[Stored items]
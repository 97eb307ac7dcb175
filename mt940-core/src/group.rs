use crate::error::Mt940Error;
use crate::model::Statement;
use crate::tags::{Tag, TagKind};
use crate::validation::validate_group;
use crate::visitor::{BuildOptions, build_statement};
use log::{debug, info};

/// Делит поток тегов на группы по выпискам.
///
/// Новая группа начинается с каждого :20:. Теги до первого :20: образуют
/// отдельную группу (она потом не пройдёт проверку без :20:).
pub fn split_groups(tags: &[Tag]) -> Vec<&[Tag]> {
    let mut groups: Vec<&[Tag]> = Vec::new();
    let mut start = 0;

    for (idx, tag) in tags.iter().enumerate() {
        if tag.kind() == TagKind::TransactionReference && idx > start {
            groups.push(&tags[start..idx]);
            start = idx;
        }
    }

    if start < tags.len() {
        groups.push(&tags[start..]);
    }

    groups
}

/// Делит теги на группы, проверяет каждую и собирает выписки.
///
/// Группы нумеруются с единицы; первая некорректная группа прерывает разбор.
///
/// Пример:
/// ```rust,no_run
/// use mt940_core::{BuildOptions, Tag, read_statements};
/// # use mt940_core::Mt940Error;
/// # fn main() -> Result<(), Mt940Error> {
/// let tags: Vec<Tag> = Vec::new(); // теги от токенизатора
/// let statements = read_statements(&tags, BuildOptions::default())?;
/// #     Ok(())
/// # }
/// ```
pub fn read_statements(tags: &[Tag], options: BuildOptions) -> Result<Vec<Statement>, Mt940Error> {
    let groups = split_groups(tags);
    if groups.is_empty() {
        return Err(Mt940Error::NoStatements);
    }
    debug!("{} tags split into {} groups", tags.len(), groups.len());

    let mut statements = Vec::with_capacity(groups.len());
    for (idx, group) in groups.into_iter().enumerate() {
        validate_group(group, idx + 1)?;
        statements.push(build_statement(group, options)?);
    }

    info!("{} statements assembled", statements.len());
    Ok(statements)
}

▶ **Work instruction**: Go through the records and copy each line with "группа" in it.

▶ **Finished task**:
/// Новая группа начинается с каждого :20:. Теги до первого :20: образуют
/// Группы нумеруются с единицы; первая некорректная группа прерывает разбор.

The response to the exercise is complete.